CEDAR RAPIDS, IA – Phoebe Rios is looking forward to March, when warmer weather brings hungry people outdoors to find local food trucks.

She isn’t looking forward to renewing her mobile food vendor license, which at $550 a year, seems too expensive to Rios, considering all the other expenses of operating the Rio Burritos food truck she opened in 2016.

“As a food truck owner, I must pay for insurance for my truck, business insurance, a health license and a fee with the fire department,” said Rios, of Cedar Rapids. “I think the license with the city is pretty pricey in connection with everything we have to pay for.”

Cedar Rapids’s mobile food vendor ordinance was adopted in June 2016 to regulate how food trucks, stands and carts operate. The rules, retooled last year, prohibit mobile food vendors from operating between 2 a.m. to 6:30 a.m. and within 100 feet of a restaurant entrance.
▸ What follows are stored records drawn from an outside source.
//! Marker values written to the secret.
//!
//! Each experiment writes `"{experiment}-v{N}-{stamp}"`. The stamp keeps
//! residue from earlier runs from being mistaken for this run's signal.

/// Generator for the versioned values of one experiment invocation.
#[derive(Debug, Clone, PartialEq, Eq)]
pub struct Markers {
    prefix: String,
    stamp: i64,
}

impl Markers {
    pub fn new(prefix: impl Into<String>, stamp: i64) -> Self {
        Self {
            prefix: prefix.into(),
            stamp,
        }
    }

    /// Markers stamped with the current UNIX time.
    pub fn now(prefix: impl Into<String>) -> Self {
        Self::new(prefix, chrono::Utc::now().timestamp())
    }

    pub fn stamp(&self) -> i64 {
        self.stamp
    }

    /// Value for 1-based `version`.
    pub fn version(&self, version: u32) -> String {
        format!("{}-v{}-{}", self.prefix, version, self.stamp)
    }

    /// Pre-rotation value.
    pub fn v1(&self) -> String {
        self.version(1)
    }

    /// First post-rotation value.
    pub fn v2(&self) -> String {
        self.version(2)
    }

    /// `count` post-rotation values, V2 onwards.
    pub fn rotations(&self, count: u32) -> Vec<String> {
        (2..count.saturating_add(2)).map(|v| self.version(v)).collect()
    }
}
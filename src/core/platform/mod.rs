//! CI platform abstraction.
//!
//! The experiment only ever talks to the hosted CI service through these
//! six operations. The default backend shells out to the `gh` CLI.
//!
//! ## Adding a New Backend
//!
//! 1. Implement the `Platform` trait
//! 2. Add the implementation in a new file next to `gh.rs`
//! 3. Re-export from this module

mod gh;

pub use gh::GhCli;

use serde::Deserialize;
use std::fmt;

use crate::error::Result;

/// Opaque numeric run identifier assigned at trigger time.
pub type RunId = u64;

/// Lifecycle status shared by runs and jobs.
#[derive(Debug, Clone, Copy, PartialEq, Eq, Deserialize)]
#[serde(rename_all = "snake_case")]
pub enum Status {
    Queued,
    InProgress,
    Completed,
    /// `waiting`, `requested`, `pending` and anything newer.
    #[serde(other)]
    Other,
}

impl Status {
    /// Statuses a freshly triggered run can be found in.
    pub const ACTIVE: &'static [Status] = &[Status::Queued, Status::InProgress];

    /// Every status, for listings that should not filter.
    pub const ANY: &'static [Status] = &[
        Status::Queued,
        Status::InProgress,
        Status::Completed,
        Status::Other,
    ];

    pub fn is_completed(self) -> bool {
        self == Status::Completed
    }

    pub fn as_str(self) -> &'static str {
        match self {
            Status::Queued => "queued",
            Status::InProgress => "in_progress",
            Status::Completed => "completed",
            Status::Other => "other",
        }
    }
}

impl fmt::Display for Status {
    fn fmt(&self, f: &mut fmt::Formatter<'_>) -> fmt::Result {
        f.write_str(self.as_str())
    }
}

/// One row of the run listing.
#[derive(Debug, Clone, PartialEq, Eq, Deserialize)]
pub struct RunSummary {
    #[serde(rename = "databaseId")]
    pub id: RunId,
    pub status: Status,
}

/// A sub-job inside a run.
#[derive(Debug, Clone, PartialEq, Eq, Deserialize)]
pub struct Job {
    pub name: String,
    pub status: Status,
    #[serde(default)]
    pub conclusion: Option<String>,
}

/// Run status together with its jobs.
#[derive(Debug, Clone, PartialEq, Eq, Deserialize)]
pub struct RunView {
    pub status: Status,
    #[serde(default)]
    pub conclusion: Option<String>,
    #[serde(default)]
    pub jobs: Vec<Job>,
}

impl RunView {
    /// Look up a job by exact name.
    pub fn job(&self, name: &str) -> Option<&Job> {
        self.jobs.iter().find(|j| j.name == name)
    }
}

/// Operations consumed from the hosted CI service.
///
/// Implementations are treated as black boxes. They are assumed reliable
/// apart from the delay between triggering a run and seeing it listed.
pub trait Platform {
    /// Store `value` under the repository secret `name`.
    fn set_secret(&self, name: &str, value: &str) -> Result<()>;

    /// Dispatch `workflow` on `git_ref` with string inputs.
    fn trigger_run(&self, workflow: &str, git_ref: &str, inputs: &[(&str, String)])
        -> Result<()>;

    /// Runs of `workflow` on `branch` whose status is one of `statuses`.
    fn list_runs(&self, workflow: &str, branch: &str, statuses: &[Status])
        -> Result<Vec<RunSummary>>;

    /// Current run status and per-job statuses.
    fn view_run(&self, run: RunId) -> Result<RunView>;

    /// Full textual log of a completed run.
    fn run_logs(&self, run: RunId) -> Result<String>;

    /// Block until the run is terminal. Returns whether it succeeded.
    fn watch_run(&self, run: RunId) -> Result<bool>;

    /// Backend name for display.
    fn name(&self) -> &'static str;
}
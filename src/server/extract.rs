//! Request extractors that report failures through [`ApiError`].

use axum::extract::path::ErrorKind;
use axum::extract::rejection::PathRejection;
use axum::extract::{FromRequestParts, MatchedPath, Path};
use axum::http::request::Parts;
use serde::de::DeserializeOwned;

use crate::error::QueryError;

use super::response::ApiError;
use super::state::AppState;

/// Province names captured from the request path.
///
/// A segment that does not decode to UTF-8 cannot name a province, so it is
/// answered like any other unknown province.
#[derive(Debug)]
pub struct ProvinceSegments<T>(pub T);

impl<T> FromRequestParts<AppState> for ProvinceSegments<T>
where
    T: DeserializeOwned + Send,
{
    type Rejection = ApiError;

    async fn from_request_parts(parts: &mut Parts, state: &AppState) -> Result<Self, ApiError> {
        match Path::<T>::from_request_parts(parts, state).await {
            Ok(Path(value)) => Ok(Self(value)),
            Err(rejection) => Err(path_error(parts, rejection, state)),
        }
    }
}

fn path_error(parts: &Parts, rejection: PathRejection, state: &AppState) -> ApiError {
    if let PathRejection::FailedToDeserializePathParams(err) = &rejection {
        if let ErrorKind::InvalidUtf8InPathParam { key } = err.kind() {
            let input = raw_segment(parts, key).unwrap_or(key).to_string();
            return ApiError::NotFound(QueryError::ProvinceNotFound { input }.to_string());
        }
    }
    ApiError::Internal {
        detail: rejection.body_text(),
        expose: state.config().expose_internal_errors,
    }
}

/// The still-encoded URI segment matched by `{key}` in the route template.
fn raw_segment<'a>(parts: &'a Parts, key: &str) -> Option<&'a str> {
    let template = parts.extensions.get::<MatchedPath>()?.as_str();
    let placeholder = format!("{{{key}}}");
    template
        .split('/')
        .zip(parts.uri.path().split('/'))
        .find(|(segment, _)| *segment == placeholder)
        .map(|(_, raw)| raw)
}
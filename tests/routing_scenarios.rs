//! End-to-end route queries against the compiled-in tables.

use province_routes::province::Province::*;
use province_routes::translator::{to_canonical, to_localized};
use province_routes::{Language, QueryError, RouteQueryService, RouteStatus};

#[test]
fn kabul_to_parwan_is_a_stored_route() {
    let check = RouteQueryService::builtin().check_route("Kabul", "Parwan").unwrap();
    assert!(check.connected());
    assert_eq!(check.status, RouteStatus::TableRoute);
    assert_eq!(check.path.as_ref().unwrap().provinces(), &[Kabul, Parwan]);
    assert_eq!(check.hops(), 1);
}

#[test]
fn badakhshan_to_takhar() {
    let check = RouteQueryService::builtin()
        .check_route("Badakhshan", "Takhar")
        .unwrap();
    assert_eq!(check.path.as_ref().unwrap().provinces(), &[Badakhshan, Takhar]);
    assert_eq!(check.hops(), 1);
}

#[test]
fn kabul_to_badakhshan_reverses_stored_route() {
    let check = RouteQueryService::builtin()
        .check_route("Kabul", "Badakhshan")
        .unwrap();
    assert_eq!(
        check.path.as_ref().unwrap().provinces(),
        &[Kabul, Parwan, Baghlan, Kunduz, Takhar, Badakhshan]
    );
    assert_eq!(check.hops(), 5);
    assert_eq!(
        check.localized().en,
        "Kabul → Parwan → Baghlan → Kunduz → Takhar → Badakhshan"
    );
}

#[test]
fn shortest_route_kabul_to_laghman_is_direct() {
    let route = RouteQueryService::builtin()
        .shortest_route("Kabul", "Laghman")
        .unwrap()
        .expect("reachable");
    assert_eq!(route.provinces(), &[Kabul, Laghman]);
    assert_eq!(route.hops(), 1);
}

#[test]
fn find_routes_kabul_to_nangarhar_within_two_hops() {
    let routes = RouteQueryService::builtin()
        .find_routes("Kabul", "Nangarhar", 2)
        .unwrap();
    assert!(routes.iter().any(|r| r.provinces() == [Kabul, Laghman, Nangarhar]));
    assert!(routes.iter().any(|r| r.provinces() == [Kabul, Nangarhar]));
    assert!(routes.iter().all(|r| r.hops() <= 2));
}

#[test]
fn dari_and_pashto_names_for_kabul() {
    assert_eq!(to_canonical("کابل"), Some(Kabul));
    assert_eq!(to_localized(Kabul, Language::Pbt), "کابل");
}

#[test]
fn localized_inputs_resolve_in_queries() {
    let service = RouteQueryService::builtin();
    let check = service.check_route("کابل", "قندهار").unwrap();
    assert!(check.connected());
    let path = check.path.unwrap();
    assert_eq!(path.origin(), Some(Kabul));
    assert_eq!(path.destination(), Some(Kandahar));
}

#[test]
fn unknown_province_is_not_found() {
    let err = RouteQueryService::builtin()
        .check_route("Atlantis", "Kabul")
        .unwrap_err();
    assert!(matches!(err, QueryError::ProvinceNotFound { ref input } if input == "Atlantis"));
}

#[test]
fn isolated_province_without_table_entry_is_not_connected() {
    let check = RouteQueryService::builtin()
        .check_route("Badghis", "Khost")
        .unwrap();
    assert_eq!(check.status, RouteStatus::NotConnected);
    assert!(check.path.is_none());
    assert_eq!(check.hops(), 0);
}

#[test]
fn placeholder_table_entry_is_treated_as_absent() {
    let check = RouteQueryService::builtin()
        .check_route("Badghis", "Baghlan")
        .unwrap();
    assert_eq!(check.status, RouteStatus::NotConnected);
}

#[test]
fn table_reaches_provinces_the_graph_cannot() {
    let service = RouteQueryService::builtin();
    assert!(service.check_route("Kabul", "Herat").unwrap().connected());
    assert!(service.shortest_route("Kabul", "Herat").unwrap().is_none());
    assert!(service.find_routes("Kabul", "Herat", 8).unwrap().is_empty());
}
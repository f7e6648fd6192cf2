//! Shared handler state.

use std::sync::Arc;

use crate::config::ServerConfig;
use crate::query::RouteQueryService;

/// Cheap to clone; all tables are `'static` and read-only.
#[derive(Clone)]
pub struct AppState {
    inner: Arc<InnerState>,
}

struct InnerState {
    service: RouteQueryService<'static>,
    config: ServerConfig,
}

impl AppState {
    /// State over the compiled-in tables, with query options from `config`.
    pub fn new(config: ServerConfig) -> Self {
        let service = RouteQueryService::builtin().with_options(config.query);
        Self::with_service(service, config)
    }

    pub fn with_service(service: RouteQueryService<'static>, config: ServerConfig) -> Self {
        Self {
            inner: Arc::new(InnerState { service, config }),
        }
    }

    pub fn service(&self) -> &RouteQueryService<'static> {
        &self.inner.service
    }

    pub fn config(&self) -> &ServerConfig {
        &self.inner.config
    }
}

impl Default for AppState {
    fn default() -> Self {
        Self::new(ServerConfig::default())
    }
}
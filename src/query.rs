//! Route queries over the province tables.
//!
//! `check_route` prefers the curated route table and only falls back to a
//! direct-adjacency check. `find_routes` and `shortest_route` search the
//! adjacency graph alone. The two models are never merged.

use serde::Serialize;
use tracing::debug;

use crate::error::{QueryError, QueryResult};
use crate::graph::ConnectivityGraph;
use crate::path::{LocalizedText, ProvincePath};
use crate::province::Province;
use crate::route_table::RouteTable;
use crate::search;
use crate::traits::{AdjacencyProvider, RouteTableProvider};
use crate::translator::to_canonical;

#[derive(Debug, Clone, Copy, PartialEq, Eq)]
pub struct QueryOptions {
    /// Hop bound used by callers that do not supply a valid one.
    pub default_max_hops: usize,
    /// Largest hop bound accepted by `find_routes`.
    pub max_hops_cap: usize,
}

impl Default for QueryOptions {
    fn default() -> Self {
        Self {
            default_max_hops: 3,
            max_hops_cap: 8,
        }
    }
}

impl QueryOptions {
    /// Lenient hop bound: missing, unparsable or zero values use the
    /// default, large values are clamped to the cap.
    pub fn effective_max_hops(&self, requested: Option<&str>) -> usize {
        match requested.and_then(|raw| raw.trim().parse::<usize>().ok()) {
            Some(0) | None => self.default_max_hops.min(self.max_hops_cap),
            Some(hops) => hops.min(self.max_hops_cap),
        }
    }
}

/// How `check_route` established connectivity.
#[derive(Debug, Clone, Copy, PartialEq, Eq, Serialize)]
#[serde(rename_all = "snake_case")]
pub enum RouteStatus {
    /// A curated route exists.
    TableRoute,
    /// Provinces are direct neighbours but no curated route is stored.
    DirectOnly,
    NotConnected,
}

/// Outcome of `check_route`.
#[derive(Debug, Clone, PartialEq, Eq)]
pub struct RouteCheck {
    pub from: Province,
    pub to: Province,
    pub status: RouteStatus,
    pub path: Option<ProvincePath>,
}

impl RouteCheck {
    pub fn connected(&self) -> bool {
        self.status != RouteStatus::NotConnected
    }

    /// `len - 1` for a curated route, otherwise 0.
    pub fn hops(&self) -> usize {
        self.path.as_ref().map_or(0, ProvincePath::hops)
    }

    pub fn localized(&self) -> LocalizedText {
        LocalizedText::for_path(self.path.as_ref())
    }
}

/// Resolves localized input and answers route questions.
#[derive(Debug, Clone, Copy)]
pub struct RouteQueryService<'a> {
    graph: &'a ConnectivityGraph,
    table: &'a RouteTable,
    options: QueryOptions,
}

impl RouteQueryService<'static> {
    /// Service over the compiled-in graph and route table.
    pub fn builtin() -> Self {
        Self::new(ConnectivityGraph::builtin(), RouteTable::builtin())
    }
}

impl<'a> RouteQueryService<'a> {
    pub fn new(graph: &'a ConnectivityGraph, table: &'a RouteTable) -> Self {
        Self {
            graph,
            table,
            options: QueryOptions::default(),
        }
    }

    pub fn with_options(mut self, options: QueryOptions) -> Self {
        self.options = options;
        self
    }

    pub fn options(&self) -> &QueryOptions {
        &self.options
    }

    pub fn graph(&self) -> &'a ConnectivityGraph {
        self.graph
    }

    pub fn table(&self) -> &'a RouteTable {
        self.table
    }

    /// Canonical province for a canonical, Dari or Pashto name.
    pub fn resolve(&self, name: &str) -> QueryResult<Province> {
        to_canonical(name).ok_or_else(|| QueryError::ProvinceNotFound {
            input: name.to_string(),
        })
    }

    /// Resolves `name` and returns its direct neighbours.
    pub fn neighbors(&self, name: &str) -> QueryResult<(Province, &'a [Province])> {
        let province = self.resolve(name)?;
        Ok((province, self.graph.neighbors(province)))
    }

    /// Curated route first, then a direct-adjacency check.
    pub fn check_route(&self, from: &str, to: &str) -> QueryResult<RouteCheck> {
        let from = self.resolve(from)?;
        let to = self.resolve(to)?;

        let check = if let Some(path) = self.table.lookup(from, to) {
            RouteCheck {
                from,
                to,
                status: RouteStatus::TableRoute,
                path: Some(path),
            }
        } else if self.graph.is_directly_connected(from, to) {
            RouteCheck {
                from,
                to,
                status: RouteStatus::DirectOnly,
                path: None,
            }
        } else {
            RouteCheck {
                from,
                to,
                status: RouteStatus::NotConnected,
                path: None,
            }
        };

        debug!(%from, %to, status = ?check.status, hops = check.hops(), "route check");
        Ok(check)
    }

    /// Simple paths over the adjacency graph with at most `max_hops` edges.
    pub fn find_routes(
        &self,
        from: &str,
        to: &str,
        max_hops: usize,
    ) -> QueryResult<Vec<ProvincePath>> {
        let from = self.resolve(from)?;
        let to = self.resolve(to)?;
        if max_hops == 0 || max_hops > self.options.max_hops_cap {
            return Err(QueryError::InvalidHopBound {
                requested: max_hops,
                max: self.options.max_hops_cap,
            });
        }

        let routes = search::all_paths(self.graph, from, to, max_hops);
        debug!(%from, %to, max_hops, count = routes.len(), "route search");
        Ok(routes)
    }

    /// Fewest-hop path over the adjacency graph, `None` when unreachable.
    pub fn shortest_route(&self, from: &str, to: &str) -> QueryResult<Option<ProvincePath>> {
        let from = self.resolve(from)?;
        let to = self.resolve(to)?;

        let route = search::shortest_path(self.graph, from, to);
        debug!(%from, %to, found = route.is_some(), "shortest route");
        Ok(route)
    }
}
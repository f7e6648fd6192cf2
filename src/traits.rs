//! Core traits for the two connectivity sources.
//!
//! The direct-adjacency graph and the curated route table are separate
//! data sources. Search code only sees [`AdjacencyProvider`]; the table
//! is only consulted through [`RouteTableProvider`].

use crate::path::ProvincePath;
use crate::province::Province;

/// Direct province-to-province links.
pub trait AdjacencyProvider {
    /// Directly connected provinces, in stored order. Empty when none.
    fn neighbors(&self, province: Province) -> &[Province];

    fn is_directly_connected(&self, from: Province, to: Province) -> bool {
        self.neighbors(from).contains(&to)
    }
}

/// Precomputed routes between ordered province pairs.
pub trait RouteTableProvider {
    /// Route starting at `from` and ending at `to`, if one is stored in
    /// either direction.
    fn lookup(&self, from: Province, to: Province) -> Option<ProvincePath>;
}
//! Provincial connectivity and routing for Afghan provinces.
//!
//! Two independent connectivity sources: a sparse direct-adjacency graph
//! and a curated route table. Province names are accepted in English, Dari
//! or Pashto and rendered back in all three.

pub mod audit;
pub mod client;
pub mod config;
pub mod error;
pub mod graph;
pub mod path;
pub mod province;
pub mod query;
pub mod route_table;
pub mod search;
pub mod server;
pub mod traits;
pub mod translator;

pub use error::{QueryError, RouteTableError};
pub use graph::ConnectivityGraph;
pub use path::ProvincePath;
pub use province::{Language, Province};
pub use query::{RouteQueryService, RouteStatus};
pub use route_table::RouteTable;
fn parse_path(key: &str, path: &str) -> Result<Vec<Province>, RouteTableError> {
    let segments: Vec<&str> = path.split('→').map(str::trim).collect();
    let named = segments.iter().filter(|segment| !segment.is_empty()).count();
    if named < 2 {
        return Err(RouteTableError::TooShort {
            key: key.to_string(),
            path: path.to_string(),
        });
    }
    segments
        .into_iter()
        .map(|segment| {
            segment
                .parse::<Province>()
                .map_err(|_| RouteTableError::UnknownProvince {
                    key: key.to_string(),
                    segment: segment.to_string(),
                })
        })
        .collect()
}

fn parse_entry(
    key: &str,
    path: &str,
) -> Result<((Province, Province), ProvincePath), RouteTableError> {
    let (from, to) = parse_key(key)?;
    let route = ProvincePath::new(parse_path(key, path)?);

    let (start, end) = match (route.origin(), route.destination()) {
        (Some(start), Some(end)) => (start, end),
        _ => {
            return Err(RouteTableError::TooShort {
                key: key.to_string(),
                path: path.to_string(),
            });
        }
    };
    if start != from || end != to {
        return Err(RouteTableError::EndpointMismatch {
            key: key.to_string(),
            start,
            end,
        });
    }

    let mut seen = Vec::with_capacity(route.len());
    for province in route.provinces() {
        if seen.contains(province) {
            return Err(RouteTableError::RepeatedProvince {
                key: key.to_string(),
                province: *province,
            });
        }
        seen.push(*province);
    }

    Ok(((from, to), route))
}

#[cfg(test)]
mod tests {
    use super::*;
    use crate::province::Province::*;

    #[test]
    fn test_forward_lookup() {
        let table = RouteTable::builtin();
        let route = table.lookup(Kabul, Parwan).expect("stored route");
        assert_eq!(route.provinces(), &[Kabul, Parwan]);
    }

    #[test]
    fn test_reverse_lookup() {
        let table = RouteTable::builtin();
        assert!(table.stored(Kabul, Badakhshan).is_none());
        let route = table.lookup(Kabul, Badakhshan).expect("reversed route");
        assert_eq!(
            route.provinces(),
            &[Kabul, Parwan, Baghlan, Kunduz, Takhar, Badakhshan]
        );
        assert_eq!(route.hops(), 5);
    }

    #[test]
    fn test_placeholder_entries_are_rejected() {
        let table = RouteTable::builtin();
        assert!(table.lookup(Badghis, Baghlan).is_none());
        assert!(table.lookup(Baghlan, Badghis).is_none());
        assert!(table.lookup(Nimruz, Panjshir).is_none());
        assert_eq!(table.rejected().len(), 2);
        assert!(table
            .rejected()
            .iter()
            .all(|err| matches!(err, RouteTableError::TooShort { .. })));
    }

    #[test]
    fn test_hyphenated_province_keys() {
        let table = RouteTable::builtin();
        let route = table.lookup(SarePol, Balkh).expect("route");
        assert_eq!(route.origin(), Some(SarePol));
        assert_eq!(route.destination(), Some(Balkh));
    }

    #[test]
    fn test_builtin_routes_are_well_formed() {
        let table = RouteTable::builtin();
        assert!(table.len() > 200);
        for route in table.routes() {
            assert!(route.len() >= 2);
            assert!(route.is_simple());
        }
    }

    #[test]
    fn test_rejects_bad_entries() {
        let table = RouteTable::from_entries(&[
            ("Kabul", "Kabul → Parwan"),
            ("Kabul-Kabul", "Kabul → Kabul"),
            ("Kabul-Parwan", "Kabul → Gotham → Parwan"),
            ("Kabul-Logar", "Logar → Kabul"),
            ("Kabul-Ghazni", "Kabul → Logar → Kabul → Ghazni"),
            ("Kabul-Kapisa", "Kabul"),
        ]);
        assert!(table.is_empty());
        let errors = table.rejected();
        assert!(matches!(errors[0], RouteTableError::MalformedKey { .. }));
        assert!(matches!(errors[1], RouteTableError::MalformedKey { .. }));
        assert!(matches!(
            &errors[2],
            RouteTableError::UnknownProvince { segment, .. } if segment == "Gotham"
        ));
        assert!(matches!(errors[3], RouteTableError::EndpointMismatch { .. }));
        assert!(matches!(
            errors[4],
            RouteTableError::RepeatedProvince { province: Kabul, .. }
        ));
        assert!(matches!(errors[5], RouteTableError::TooShort { .. }));
    }

    #[test]
    fn test_first_duplicate_wins() {
        let table = RouteTable::from_entries(&[
            ("Kabul-Ghazni", "Kabul → Logar → Ghazni"),
            ("Kabul-Ghazni", "Kabul → Maidan Wardak → Ghazni"),
        ]);
        assert_eq!(table.len(), 1);
        assert_eq!(
            table.lookup(Kabul, Ghazni).unwrap().provinces(),
            &[Kabul, Logar, Ghazni]
        );
    }

    #[test]
    fn test_missing_pair() {
        let table = RouteTable::from_entries(&[("Kabul-Parwan", "Kabul → Parwan")]);
        assert!(table.lookup(Kabul, Logar).is_none());
        assert_eq!(table.lookup(Parwan, Kabul).unwrap().provinces(), &[Parwan, Kabul]);
    }
}
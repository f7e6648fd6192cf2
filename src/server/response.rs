//! JSON response bodies and error mapping.

use std::any::Any;
use std::collections::BTreeMap;

use axum::Json;
use axum::http::StatusCode;
use axum::response::{IntoResponse, Response};
use serde::Serialize;
use tracing::{error, warn};

use crate::error::QueryError;
use crate::path::{LocalizedName, LocalizedText, ProvincePath};
use crate::province::{Language, Province};

const GENERIC_INTERNAL_MESSAGE: &str = "Internal server error";

#[derive(Debug, Serialize)]
pub struct ErrorBody {
    pub success: bool,
    pub message: String,
}

/// Failure outcome of a handler.
#[derive(Debug)]
pub enum ApiError {
    NotFound(String),
    Internal { detail: String, expose: bool },
}

impl ApiError {
    /// Maps a query error. Unresolved provinces are 404s; anything else
    /// means the handler passed inputs the service rejects.
    pub fn from_query(err: QueryError, expose: bool) -> Self {
        match err {
            QueryError::ProvinceNotFound { .. } => ApiError::NotFound(err.to_string()),
            QueryError::InvalidHopBound { .. } => ApiError::Internal {
                detail: err.to_string(),
                expose,
            },
        }
    }
}

impl IntoResponse for ApiError {
    fn into_response(self) -> Response {
        let (status, message) = match self {
            ApiError::NotFound(message) => {
                warn!(%message, "not found");
                (StatusCode::NOT_FOUND, message)
            }
            ApiError::Internal { detail, expose } => {
                error!(%detail, "internal error");
                let message = if expose {
                    detail
                } else {
                    GENERIC_INTERNAL_MESSAGE.to_string()
                };
                (StatusCode::INTERNAL_SERVER_ERROR, message)
            }
        };
        (
            status,
            Json(ErrorBody {
                success: false,
                message,
            }),
        )
            .into_response()
    }
}

/// Turns a handler panic into the standard 500 body.
pub fn panic_response(panic: Box<dyn Any + Send + 'static>, expose: bool) -> Response {
    let detail = if let Some(message) = panic.downcast_ref::<String>() {
        message.clone()
    } else if let Some(message) = panic.downcast_ref::<&str>() {
        (*message).to_string()
    } else {
        "handler panicked".to_string()
    };
    ApiError::Internal { detail, expose }.into_response()
}

#[derive(Debug, Serialize)]
pub struct ConnectionsResponse {
    pub success: bool,
    pub connections: BTreeMap<Province, &'static [Province]>,
}

#[derive(Debug, Serialize)]
pub struct ProvinceConnectionsResponse {
    pub success: bool,
    pub province: Province,
    pub connections: &'static [Province],
}

#[derive(Debug, Serialize)]
#[serde(rename_all = "camelCase")]
pub struct CheckRouteResponse {
    pub success: bool,
    pub connected: bool,
    pub route: LocalizedText,
    pub route_details: Vec<LocalizedName>,
    pub hops: usize,
    pub message: String,
}

/// Rendered routes, one string per route in each language.
#[derive(Debug, Default, Serialize)]
pub struct LocalizedRoutes {
    pub en: Vec<String>,
    pub prs: Vec<String>,
    pub pbt: Vec<String>,
}

impl LocalizedRoutes {
    pub fn from_paths(paths: &[ProvincePath]) -> Self {
        let render = |language: Language| -> Vec<String> {
            paths.iter().map(|p| p.render(language)).collect()
        };
        Self {
            en: render(Language::En),
            prs: render(Language::Prs),
            pbt: render(Language::Pbt),
        }
    }
}

#[derive(Debug, Serialize)]
#[serde(rename_all = "camelCase")]
pub struct FindRoutesResponse {
    pub success: bool,
    pub routes: LocalizedRoutes,
    pub route_details: Vec<Vec<LocalizedName>>,
    pub count: usize,
}

#[derive(Debug, Serialize)]
#[serde(rename_all = "camelCase")]
pub struct ShortestRouteResponse {
    pub success: bool,
    pub route: LocalizedText,
    pub route_details: Vec<LocalizedName>,
    pub hops: usize,
}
They also set standards for parking, trash cleanup, noise and fumes.

The new rules came with new fees, up from $150 to $300 a year in fiscal 2016 to $550 a year last year for all mobile food vendors.

The city collected $12,870 in licensing fees from mobile food vendors in fiscal 2017, nearly triple the $4,300 that came from this category of vendors in fiscal 2016.